Sorry. I do not miss that building. Good riddance, and I hope they moved the whole thing—lock, stock and barrel—to Irving, which deserves it.

Because the Andreses are young, because they know this ground like the backs of their hands, and because their father got them into the area on a good basis, they have been able to perfectly capture the new zeitgeist.

"The planners always talk about how they want to develop 'live and work' environments," Marc said. "We think it's live and play."

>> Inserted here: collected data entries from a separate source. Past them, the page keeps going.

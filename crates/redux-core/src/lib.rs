//! Softcore Redux Core
//!
//! The privileged side of the editor: everything that touches the config
//! file on disk. The editor surface never writes files itself; it asks this
//! layer to patch one value, to save a fully serialized document, or to load
//! a document for editing.

mod policy;

pub use policy::PathPolicy;

use redux_document::{Document, DocumentError, KeyPath, Value};
use redux_ipc::ErrorKind;
use redux_settings::Settings;
use std::path::{Path, PathBuf};
use tokio::fs;

/// Core errors
#[derive(Debug, thiserror::Error)]
pub enum CoreError {
    #[error("Invalid path: {0}")]
    InvalidPath(String),
    #[error("Parse error: {0}")]
    Parse(String),
    #[error("Invalid value: {0}")]
    InvalidValue(String),
    #[error("IO error: {0}")]
    IoError(#[from] std::io::Error),
    #[error("IO error: {0}")]
    IoErrorString(String),
    #[error("Rejected: {0}")]
    Rejected(String),
    #[error("Settings error: {0}")]
    SettingsError(#[from] redux_settings::SettingsError),
}

impl CoreError {
    /// Category reported to clients over IPC.
    pub fn kind(&self) -> ErrorKind {
        match self {
            CoreError::InvalidPath(_) => ErrorKind::InvalidPath,
            CoreError::Parse(_) => ErrorKind::Parse,
            CoreError::InvalidValue(_) | CoreError::Rejected(_) => ErrorKind::Rejected,
            CoreError::IoError(_) | CoreError::IoErrorString(_) => ErrorKind::Io,
            CoreError::SettingsError(_) => ErrorKind::Internal,
        }
    }

    /// The error text without its category prefix.
    pub fn message(&self) -> String {
        match self {
            CoreError::InvalidPath(m)
            | CoreError::Parse(m)
            | CoreError::InvalidValue(m)
            | CoreError::IoErrorString(m)
            | CoreError::Rejected(m) => m.clone(),
            CoreError::IoError(e) => e.to_string(),
            CoreError::SettingsError(e) => e.to_string(),
        }
    }
}

impl From<DocumentError> for CoreError {
    fn from(err: DocumentError) -> Self {
        match err {
            DocumentError::Parse {
                line,
                column,
                message,
            } => CoreError::Parse(format!("line {}, column {}: {}", line, column, message)),
            DocumentError::InvalidPath { path, reason } => {
                CoreError::InvalidPath(format!("{}: {}", path, reason))
            }
            DocumentError::InvalidValue(message) => CoreError::InvalidValue(message),
        }
    }
}

/// A document read from disk and checked to parse.
#[derive(Debug, Clone, PartialEq)]
pub struct LoadedDocument {
    /// Canonical location; later patch and save calls should use it.
    pub path: PathBuf,
    pub text: String,
}

/// File operations on config documents.
///
/// Stateless apart from configuration: every call goes back to disk, so an
/// edit made outside the editor between two patches is picked up by the
/// second one.
#[derive(Debug, Clone)]
pub struct DocumentService {
    policy: PathPolicy,
    default_document: PathBuf,
}

impl DocumentService {
    pub fn new(policy: PathPolicy, default_document: PathBuf) -> Self {
        Self {
            policy,
            default_document,
        }
    }

    /// Build from settings, resolving the auto-load path against the
    /// running executable.
    pub fn from_settings(settings: &Settings) -> Result<Self, CoreError> {
        let policy = PathPolicy::new(settings.editor.allowed_extensions.iter().cloned());
        let default_document = settings.editor.resolved_config_path()?;
        Ok(Self::new(policy, default_document))
    }

    pub fn default_document(&self) -> &Path {
        &self.default_document
    }

    /// Read `path` and make sure it parses.
    pub async fn load_document<P: AsRef<Path>>(&self, path: P) -> Result<LoadedDocument, CoreError> {
        let path = self.policy.check(path.as_ref()).await?;
        let text = read_text(&path).await?;
        Document::parse(&text)?;
        tracing::info!("Loaded document {}", path.display());
        Ok(LoadedDocument { path, text })
    }

    /// Load the configured default document.
    pub async fn auto_load(&self) -> Result<LoadedDocument, CoreError> {
        tracing::debug!("Auto-loading {}", self.default_document.display());
        self.load_document(&self.default_document).await
    }

    /// Set `path` to `value` in the file at `file_path`.
    ///
    /// The file is re-read and re-parsed on every call. When the key path
    /// does not resolve nothing is written.
    pub async fn patch_value<P: AsRef<Path>>(
        &self,
        file_path: P,
        path: &KeyPath,
        value: &Value,
    ) -> Result<(), CoreError> {
        let file_path = self.policy.check(file_path.as_ref()).await?;
        let text = read_text(&file_path).await?;
        let mut document = Document::parse(&text)?;
        document.set(path, value)?;
        write_text(&file_path, &document.to_text()).await?;
        tracing::info!(path = %path, "Patched {}", file_path.display());
        Ok(())
    }

    /// Overwrite `file_path` with `text`, which must parse.
    pub async fn save_document<P: AsRef<Path>>(
        &self,
        file_path: P,
        text: &str,
    ) -> Result<(), CoreError> {
        let file_path = self.policy.check(file_path.as_ref()).await?;
        Document::parse(text)?;
        write_text(&file_path, text).await?;
        tracing::info!("Saved {} ({} bytes)", file_path.display(), text.len());
        Ok(())
    }
}

async fn read_text(path: &Path) -> Result<String, CoreError> {
    fs::read_to_string(path)
        .await
        .map_err(|e| CoreError::IoErrorString(format!("Cannot read {}: {}", path.display(), e)))
}

async fn write_text(path: &Path, text: &str) -> Result<(), CoreError> {
    fs::write(path, text)
        .await
        .map_err(|e| CoreError::IoErrorString(format!("Cannot write to {}: {}", path.display(), e)))
}

#[cfg(test)]
mod tests {
    use super::*;

    const CONFIG: &str = "{\n  // toggles\n  \"otherTweaks\": {\n    \"enabled\": true\n  }\n}\n";

    fn service() -> DocumentService {
        DocumentService::new(PathPolicy::default(), PathBuf::from("config.json5"))
    }

    #[tokio::test]
    async fn patch_rewrites_only_the_target() {
        let dir = tempfile::tempdir().expect("tmp");
        let file = dir.path().join("config.json5");
        std::fs::write(&file, CONFIG).expect("write");

        service()
            .patch_value(&file, &KeyPath::from("otherTweaks.enabled"), &Value::from(false))
            .await
            .expect("patch");
        let text = std::fs::read_to_string(&file).expect("read");
        assert_eq!(text, CONFIG.replace("true", "false"));
    }

    #[tokio::test]
    async fn invalid_path_leaves_file_untouched() {
        let dir = tempfile::tempdir().expect("tmp");
        let file = dir.path().join("config.json5");
        std::fs::write(&file, CONFIG).expect("write");

        let err = service()
            .patch_value(&file, &KeyPath::from("missing.enabled"), &Value::from(true))
            .await
            .expect_err("invalid path");
        assert!(matches!(err, CoreError::InvalidPath(_)));
        assert_eq!(std::fs::read_to_string(&file).expect("read"), CONFIG);
    }

    #[tokio::test]
    async fn save_refuses_unparseable_text() {
        let dir = tempfile::tempdir().expect("tmp");
        let file = dir.path().join("config.json5");
        std::fs::write(&file, CONFIG).expect("write");

        let err = service()
            .save_document(&file, "{ \"a\": ")
            .await
            .expect_err("parse");
        assert!(matches!(err, CoreError::Parse(_)));
        assert_eq!(std::fs::read_to_string(&file).expect("read"), CONFIG);
    }

    #[test]
    fn document_errors_map_to_core_errors() {
        let err: CoreError = DocumentError::InvalidPath {
            path: "a.b".to_string(),
            reason: "key 'a' not found".to_string(),
        }
        .into();
        assert_eq!(err.to_string(), "Invalid path: a.b: key 'a' not found");
        assert_eq!(err.kind(), ErrorKind::InvalidPath);
        assert_eq!(err.message(), "a.b: key 'a' not found");
        assert_eq!(CoreError::Rejected("no".into()).kind(), ErrorKind::Rejected);
    }
}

The young payment-makers don't care where they work, he said. They work all over. But they want to live and play in a streetscape where they can walk their dogs to the Capitol Pub, meet friends and maybe do some more pub crawling without risking a D.U.I. Like in Paris.

My guess is that the opportunity the Andreses have spotted on Henderson is just a few degrees off from what somebody else sees in the area between Baylor University Medical Center and downtown, which is just a twist and a turn different from what somebody else sees in the Cedars, in Uptown or Bishop Arts.

Each of these areas happens because it taps into the new emerging urban class. That's not unique to Dallas. It's national. But each one happens a little differently on its own turf—and works—because somebody like the Andres brothers is right there waiting for it, knows the ground and also, for whatever reason, happens to be in the right position.

I worry that the old downtown is in the wrong position. I don't think many of the people holding downtown are especially tuned to the zeitgeist. The übermeister of downtown, Robert Decherd of Belo Corp., seems to think the secret will be tidier parks.

Hmmm.

I was here a few decades ago when the owners of downtown did everything they could to scour away the sidewalk-level streetscape, which they thought was dirty and cheap. Now reproducing it from scratch is proving to be daunting.

Plus, when have you ever seen a single big government initiative to make things happen in real estate that ever worked? Especially in a top-down town like Dallas, how do we know we aren't just looking at 12 guys who hold a bad hand full of downtown real estate who are trying to use our tax money to bail themselves out?

Given the incredible energy bubbling up in the concentric rings, why wouldn't we just wait for the market to work itself out naturally in those areas? Then maybe 10 years from now there will be so many people jammed in cheek by jowl all around the edges of downtown and the rents will be so high, all of a sudden redoing those old asbestos silos downtown will begin to pay out.

I'm still a devout cosmopolitologist. But I'm kind of back-sliding on my faith in the Church of We-Have-to-Save-Downtown. I may go across the street and join the Church of Let-Downtown-Save-Itself.